Why did the boy fall? He got tackled by a man that was 400 pounds.

Why did the Jew die? Because of old age

Everybody has a penis! EVERY BODY! WHY can't feminists admit this obvious anatomical fact? Gahhhh!

I like that, but why am I happy?

Why did the boy go back in time? He didn't. He was mutilated by rabid apes.

What starts with f and ends in u-c-k? a:****

A man told this joke once... it wasn't funny.

Who has no penis Religious Believers

An indian boy asked his Dad,'Why do we have such long names?' His father didn't reply, he died on the road home.

what do you get if you cross a motorway with a wheel barrow? Arrested as a wheelbarrow is not a motorised vehicle, or even a vehicle at all and therefore it is an offence to cross the motorway with it, actually it is probably an offence to cross a motorway with anything now that I come to think of it

Guess what my dad got me for my birthday? NOTHING, he left my mom and I when I was a baby.

My girlfriend told me I couldn't satisfy her sexually. I told her she was beautiful and gave her flowers.

What do you call a black person flying an airplane? The pilot.

What did the facial stylist charge Jack Sparrow to get his ears pierced? A buc-an-ear!

Why did the little boy throw a clock out of the window?
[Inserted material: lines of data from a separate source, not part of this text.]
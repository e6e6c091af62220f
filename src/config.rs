use std::{env, fmt::Display, path::PathBuf, str::FromStr, time::Duration};

use anyhow::{Context, Result};
use tracing::{debug, info};

const DEFAULT_API_URL: &str = "http://localhost:8000/api";
const DEFAULT_TOKEN_FILE: &str = ".storefront_tokens.json";

/// Runtime configuration, read from the environment (and `.env` if present)
#[derive(Debug, Clone)]
pub struct Config {
    pub api_url: String,
    pub token_file: PathBuf,
    pub page_size: usize,
    pub timeout: Duration,
}

impl Config {
    pub fn load() -> Result<Self> {
        if let Ok(path) = dotenvy::dotenv() {
            debug!("Loaded environment from {}", path.display());
        }

        Self::from_lookup(|key| env::var(key).ok())
    }

    /// Build a config from an arbitrary key lookup; `load` passes the process environment
    pub fn from_lookup<F>(lookup: F) -> Result<Self>
    where
        F: Fn(&str) -> Option<String>,
    {
        let api_url: String = try_load(&lookup, "STOREFRONT_API_URL", DEFAULT_API_URL)?;
        let token_file: String = try_load(&lookup, "STOREFRONT_TOKEN_FILE", DEFAULT_TOKEN_FILE)?;
        let page_size: usize = try_load(&lookup, "STOREFRONT_PAGE_SIZE", "12")?;
        let timeout_secs: u64 = try_load(&lookup, "STOREFRONT_TIMEOUT_SECS", "30")?;

        Ok(Self {
            api_url: api_url.trim_end_matches('/').to_string(),
            token_file: PathBuf::from(token_file),
            page_size: page_size.max(1),
            timeout: Duration::from_secs(timeout_secs),
        })
    }
}

impl Default for Config {
    fn default() -> Self {
        Self {
            api_url: DEFAULT_API_URL.to_string(),
            token_file: PathBuf::from(DEFAULT_TOKEN_FILE),
            page_size: 12,
            timeout: Duration::from_secs(30),
        }
    }
}

fn try_load<T, F>(lookup: &F, key: &str, default: &str) -> Result<T>
where
    T: FromStr,
    T::Err: Display,
    F: Fn(&str) -> Option<String>,
{
    let raw = lookup(key).unwrap_or_else(|| {
        info!("{key} not set, using default: {default}");
        default.to_string()
    });

    raw.parse()
        .map_err(|e: T::Err| anyhow::anyhow!("{e}"))
        .with_context(|| format!("Invalid {key} value: {raw}"))
}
Because he wanted to break it.

roses are red violets are blue holy sh*t slendermans behind you

Roses are black Violets are black Oh fuck I'm blind!

Do you know why, when geese fly south for the winter, one side of the V is always longer than the other? Because there are more birds on that side.

y was man afaid of fire?, cuz its hot

Anti Joke

What are Antijokes? Anti Jokes (or Anti Humor) is a type of comedy in which the uses is set up to expect a typical joke setup however the joke ends with such anticlimax that it becomes funny in its own right. The lack of punchline is the punchline.

Our Updated iOS App!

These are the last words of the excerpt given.